Recently, I have elaborated on this simple model to more realistically represent the complexity of the habitat selection process. In real populations habitat attractiveness may be determined by many different cues rather than a single one, and habitat quality will be the integrated effects of habitat on multiple life history variables such as survival probability and fecundity. The simplest way to represent this complexity was to make both habitat attractiveness and habitat quality bivariate: habitat quality is now represented by two different demographic parameters, reproductive output and survival probability, that are each affected only by one of two habitat variables. An interesting feature of this approach is that changing the correlation between habitat gradients in the simulated "landscape" also changes the correlation between survival and fecundity within the animal population, and this alters population growth rate. If an animal is allowed to select the best habitat, distributions are still affected by changes in distributions of the variables, but ecological traps will not occur. 
If instead the animal is allowed to select habitat based on only one habitat variable (and thus only either survival probability or fecundity), it's possible to create ecological traps in habitats in which only high reproductive success or high survival probability can be achieved but not both.

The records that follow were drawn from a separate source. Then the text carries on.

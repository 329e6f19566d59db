//! CSI error types.
//!
//! Every RPC handler returns [`CsiError`]. The enum derives
//! [`thiserror::Error`] and is [`Serialize`]/[`Deserialize`] so the same
//! value can be sent back over the QUIC transport. [`CsiError::code`] maps a
//! variant onto the coarse [`StatusCode`] the orchestrator acts on.

use serde::{Deserialize, Serialize};
use thiserror::Error;

/// Status categories surfaced to the caller.
#[derive(Debug, Clone, Copy, Serialize, Deserialize, PartialEq, Eq)]
pub enum StatusCode {
    /// The request itself is malformed.
    InvalidArgument,
    /// The object the request refers to does not exist.
    NotFound,
    /// Catch-all for metadata, subprocess, and filesystem failures.
    Internal,
    /// The plugin could not be reached.
    Unavailable,
}

/// Unified error type for CSI operations.
#[derive(Debug, Error, Serialize, Deserialize, Clone)]
pub enum CsiError {
    /// The caller supplied an invalid argument.
    #[error("invalid argument: {0}")]
    InvalidArgument(String),

    /// The referenced target or object does not exist.
    #[error("not found: {0}")]
    NotFound(String),

    /// A bind mount could not be established.
    #[error("mount failed at {path}: {reason}")]
    MountFailed {
        /// Target path of the attempted mount.
        path: String,
        /// Failure reason, including the helper's captured output.
        reason: String,
    },

    /// An unmount operation failed.
    #[error("unmount failed at {path}: {reason}")]
    UnmountFailed {
        /// Target path of the attempted unmount.
        path: String,
        /// Failure reason, including the helper's captured output.
        reason: String,
    },

    /// A cluster metadata lookup failed (not found, transport, decode).
    #[error("metadata lookup failed: {0}")]
    Metadata(String),

    /// The claim backing a volume carries no host-path annotation.
    #[error("claim {namespace}/{name} has no `{key}` annotation")]
    HostPathUnset {
        /// Claim namespace.
        namespace: String,
        /// Claim name.
        name: String,
        /// Annotation key that was expected.
        key: String,
    },

    /// A QUIC / transport-level error.
    #[error("transport error: {0}")]
    TransportError(String),

    /// An unclassified internal error.
    #[error("internal error: {0}")]
    Internal(String),
}

impl CsiError {
    /// Status category of this error.
    pub fn code(&self) -> StatusCode {
        match self {
            Self::InvalidArgument(_) => StatusCode::InvalidArgument,
            Self::NotFound(_) => StatusCode::NotFound,
            Self::TransportError(_) => StatusCode::Unavailable,
            Self::MountFailed { .. }
            | Self::UnmountFailed { .. }
            | Self::Metadata(_)
            | Self::HostPathUnset { .. }
            | Self::Internal(_) => StatusCode::Internal,
        }
    }

    /// Create a [`CsiError::TransportError`] from anything that implements
    /// [`std::fmt::Display`].
    pub fn transport<E: std::fmt::Display>(e: E) -> Self {
        Self::TransportError(e.to_string())
    }

    /// Create a [`CsiError::Internal`] from anything that implements
    /// [`std::fmt::Display`].
    pub fn internal<E: std::fmt::Display>(e: E) -> Self {
        Self::Internal(e.to_string())
    }
}

#[cfg(test)]
mod tests {
    use super::*;

    #[test]
    fn error_display() {
        let err = CsiError::HostPathUnset {
            namespace: "default".into(),
            name: "data".into(),
            key: "csi-hostpath-path".into(),
        };
        assert_eq!(
            err.to_string(),
            "claim default/data has no `csi-hostpath-path` annotation"
        );
    }

    #[test]
    fn status_codes() {
        assert_eq!(
            CsiError::InvalidArgument("x".into()).code(),
            StatusCode::InvalidArgument
        );
        assert_eq!(CsiError::NotFound("x".into()).code(), StatusCode::NotFound);
        assert_eq!(CsiError::Metadata("x".into()).code(), StatusCode::Internal);
        assert_eq!(
            CsiError::MountFailed {
                path: "/mnt".into(),
                reason: "busy".into()
            }
            .code(),
            StatusCode::Internal
        );
        assert_eq!(
            CsiError::transport("reset").code(),
            StatusCode::Unavailable
        );
    }

    #[test]
    fn error_serde_keeps_variant() {
        let err = CsiError::UnmountFailed {
            path: "/mnt/test".into(),
            reason: "target is busy".into(),
        };
        let json = serde_json::to_string(&err).expect("serialize");
        let de: CsiError = serde_json::from_str(&json).expect("deserialize");
        assert_eq!(err.to_string(), de.to_string());
        assert_eq!(de.code(), StatusCode::Internal);
    }
}
//! Core CSI types: volumes, capabilities, requests, and topology.
//!
//! These types are shared by the service traits, the transport envelope, and
//! the host-path backend. All of them are [`Serialize`]/[`Deserialize`] so
//! they can travel over QUIC as JSON.

use serde::{Deserialize, Serialize};
use std::collections::HashMap;
use std::fmt;

// ---------------------------------------------------------------------------
// Volume identity
// ---------------------------------------------------------------------------

/// Caller-chosen, immutable identifier for a volume.
///
/// For this plugin the id is also the name of the PersistentVolume record
/// that binds the volume to its claim.
#[derive(Debug, Clone, Serialize, Deserialize, PartialEq, Eq, Hash)]
pub struct VolumeId(pub String);

impl VolumeId {
    pub fn as_str(&self) -> &str {
        &self.0
    }
}

impl fmt::Display for VolumeId {
    fn fmt(&self, f: &mut fmt::Formatter<'_>) -> fmt::Result {
        f.write_str(&self.0)
    }
}

impl From<String> for VolumeId {
    fn from(s: String) -> Self {
        Self(s)
    }
}

impl From<&str> for VolumeId {
    fn from(s: &str) -> Self {
        Self(s.to_owned())
    }
}

// ---------------------------------------------------------------------------
// Access mode & capabilities
// ---------------------------------------------------------------------------

/// Describes how a volume may be accessed.
#[derive(Debug, Clone, Copy, Serialize, Deserialize, PartialEq, Eq)]
pub enum AccessMode {
    /// Single-node read-write.
    ReadWriteOnce,
    /// Multi-node read-only.
    ReadOnlyMany,
    /// Multi-node read-write.
    ReadWriteMany,
    /// Multi-node, multiple concurrent writers.
    MultiNodeMultiWriter,
}

/// Describes the capabilities required from a volume.
#[derive(Debug, Clone, Serialize, Deserialize)]
pub struct VolumeCapability {
    /// Requested access mode.
    pub access_mode: AccessMode,
    /// Additional mount flags (e.g. `"noatime"`).
    #[serde(default)]
    pub mount_flags: Vec<String>,
    /// Filesystem type. Host-path volumes are plain directories, so this is
    /// informational only.
    #[serde(default)]
    pub fs_type: String,
}

impl Default for VolumeCapability {
    fn default() -> Self {
        Self {
            access_mode: AccessMode::MultiNodeMultiWriter,
            mount_flags: Vec::new(),
            fs_type: String::new(),
        }
    }
}

/// Requested capacity bounds in bytes. Advisory only.
#[derive(Debug, Clone, Copy, Default, Serialize, Deserialize, PartialEq, Eq)]
pub struct CapacityRange {
    /// Minimum size the volume must have.
    #[serde(default)]
    pub required_bytes: u64,
    /// Maximum size; `0` means unbounded.
    #[serde(default)]
    pub limit_bytes: u64,
}

// ---------------------------------------------------------------------------
// Volume metadata
// ---------------------------------------------------------------------------

/// Volume descriptor returned by `CreateVolume`.
#[derive(Debug, Clone, Serialize, Deserialize, PartialEq, Eq)]
pub struct Volume {
    /// Volume identifier; equal to the requested name.
    pub volume_id: VolumeId,
    /// Requested capacity in bytes. Not enforced.
    pub capacity_bytes: u64,
    /// User-supplied parameters from the storage class / request.
    #[serde(default)]
    pub parameters: HashMap<String, String>,
    /// Opaque context passed from Controller to Node operations.
    #[serde(default)]
    pub volume_context: HashMap<String, String>,
    /// Topology constraints (e.g. node affinity).
    #[serde(default)]
    pub accessible_topology: Vec<Topology>,
}

/// Topology constraint expressed as key-value segments.
#[derive(Debug, Clone, Default, Serialize, Deserialize, PartialEq, Eq)]
pub struct Topology {
    /// Topology segments, e.g. `{"topology.hostpath.csi/hostname": "node-01"}`.
    #[serde(default)]
    pub segments: HashMap<String, String>,
}

/// Response payload of `ControllerGetVolume`.
///
/// The controller keeps no volume records, so the descriptor is always empty.
#[derive(Debug, Clone, Default, Serialize, Deserialize, PartialEq, Eq)]
pub struct VolumeDescriptor {
    #[serde(default)]
    pub volume: Option<Volume>,
}

/// Response payload of `ControllerExpandVolume`.
#[derive(Debug, Clone, Copy, Serialize, Deserialize, PartialEq, Eq)]
pub struct ExpandVolumeResponse {
    /// Capacity reported as granted.
    pub capacity_bytes: u64,
    /// Whether a follow-up `NodeExpandVolume` is needed.
    pub node_expansion_required: bool,
}

// ---------------------------------------------------------------------------
// Requests
// ---------------------------------------------------------------------------

/// Request to create a new volume.
#[derive(Debug, Clone, Default, Serialize, Deserialize)]
pub struct CreateVolumeRequest {
    /// Volume name; becomes the volume id.
    pub name: String,
    /// Desired capacity.
    #[serde(default)]
    pub capacity_range: Option<CapacityRange>,
    /// Required capabilities. Must not be empty.
    #[serde(default)]
    pub volume_capabilities: Vec<VolumeCapability>,
    /// Arbitrary parameters, echoed back verbatim.
    #[serde(default)]
    pub parameters: HashMap<String, String>,
}

/// Request to grow a volume (controller side).
#[derive(Debug, Clone, Serialize, Deserialize)]
pub struct ControllerExpandVolumeRequest {
    pub volume_id: VolumeId,
    #[serde(default)]
    pub capacity_range: Option<CapacityRange>,
}

/// Request to stage a volume on a node. Accepted but not acted upon.
#[derive(Debug, Clone, Serialize, Deserialize)]
pub struct NodeStageVolumeRequest {
    /// Volume to stage.
    pub volume_id: VolumeId,
    /// Global staging mount point.
    pub staging_target_path: String,
    /// Requested capability.
    #[serde(default)]
    pub volume_capability: VolumeCapability,
    /// Opaque context carried from `CreateVolume`.
    #[serde(default)]
    pub volume_context: HashMap<String, String>,
}

/// Request to bind-mount a volume's host directory at `target_path`.
#[derive(Debug, Clone, Serialize, Deserialize)]
pub struct NodePublishVolumeRequest {
    /// Volume to publish.
    pub volume_id: VolumeId,
    /// Target path inside the workload's view, e.g.
    /// `/var/lib/kubelet/pods/<pod-uid>/volumes/<vol-name>/mount`.
    pub target_path: String,
    /// Requested capability.
    #[serde(default)]
    pub volume_capability: VolumeCapability,
    /// Whether the caller asked for a read-only mount. Recorded in logs only;
    /// host-path volumes are always published read-write.
    #[serde(default)]
    pub read_only: bool,
    /// Opaque context carried from `CreateVolume`.
    #[serde(default)]
    pub volume_context: HashMap<String, String>,
}

/// Request to grow a volume on the node. Accepted but not acted upon.
#[derive(Debug, Clone, Serialize, Deserialize)]
pub struct NodeExpandVolumeRequest {
    pub volume_id: VolumeId,
    #[serde(default)]
    pub volume_path: String,
    #[serde(default)]
    pub capacity_range: Option<CapacityRange>,
}

// ---------------------------------------------------------------------------
// Plugin & node info
// ---------------------------------------------------------------------------

/// Information about the CSI plugin.
#[derive(Debug, Clone, Serialize, Deserialize, PartialEq, Eq)]
pub struct PluginInfo {
    /// Plugin name, e.g. `"hostpath.csi.kubernetes.io"`.
    pub name: String,
    /// Vendor-provided version string.
    pub vendor_version: String,
}

/// Capabilities advertised by the Identity service.
#[derive(Debug, Clone, Copy, Serialize, Deserialize, PartialEq, Eq)]
pub enum PluginCapability {
    /// Plugin provides a Controller service.
    ControllerService,
    /// Plugin supports volume topology constraints.
    VolumeAccessibilityConstraints,
}

/// RPCs the Controller service claims to support.
#[derive(Debug, Clone, Copy, Serialize, Deserialize, PartialEq, Eq)]
pub enum ControllerCapability {
    CreateDeleteVolume,
    PublishUnpublishVolume,
    ExpandVolume,
    GetVolume,
}

/// RPCs the Node service claims to support.
#[derive(Debug, Clone, Copy, Serialize, Deserialize, PartialEq, Eq)]
pub enum NodeCapability {
    StageUnstageVolume,
    ExpandVolume,
}

/// Information about the node on which the CSI Node service runs.
#[derive(Debug, Clone, Serialize, Deserialize, PartialEq, Eq)]
pub struct NodeInfo {
    /// Unique node identifier.
    pub node_id: String,
    /// Maximum number of volumes the node can host; `0` means no limit.
    pub max_volumes: u64,
    /// Topology of this node.
    #[serde(default)]
    pub accessible_topology: Option<Topology>,
}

In addition to these difficulties with representing habitat selection realistically in a habitat model, statistical habitat models are empirical fits to particular data sets that may generalize poorly to different times and places. As an example, habitat use is frequently density-dependent, in that high-quality habitats are used at a variety of population densities but poor-quality habitat is only used when population densities are high. A model fitted at high population densities and then used to predict distributions of animals at low population densities will generally over-predict. I am developing an approach to adjusting statistical models to account for changes in population density. A fortuitous side-effect of the method is that it's possible to test for density-dependent habitat use.
Ancient history
Long, long ago in a land far, far away I worked on bald eagles and ospreys. It was a lot of fun.
Want to join?
I am currently willing to consider accepting graduate students that are interested in landscape ecology, statistical modeling, and GIS. Highly-motivated students with general interests in field ecological studies are also always welcome to apply.
In addition to their regular coursework, members of my lab participate in weekly lab meetings in which we discuss each other's work, and read and discuss papers of mutual interest.
Undergraduates that would like to participate in my lab should familiarize themselves with the work we do, and should have an interest in one or more of the major aspects of our work.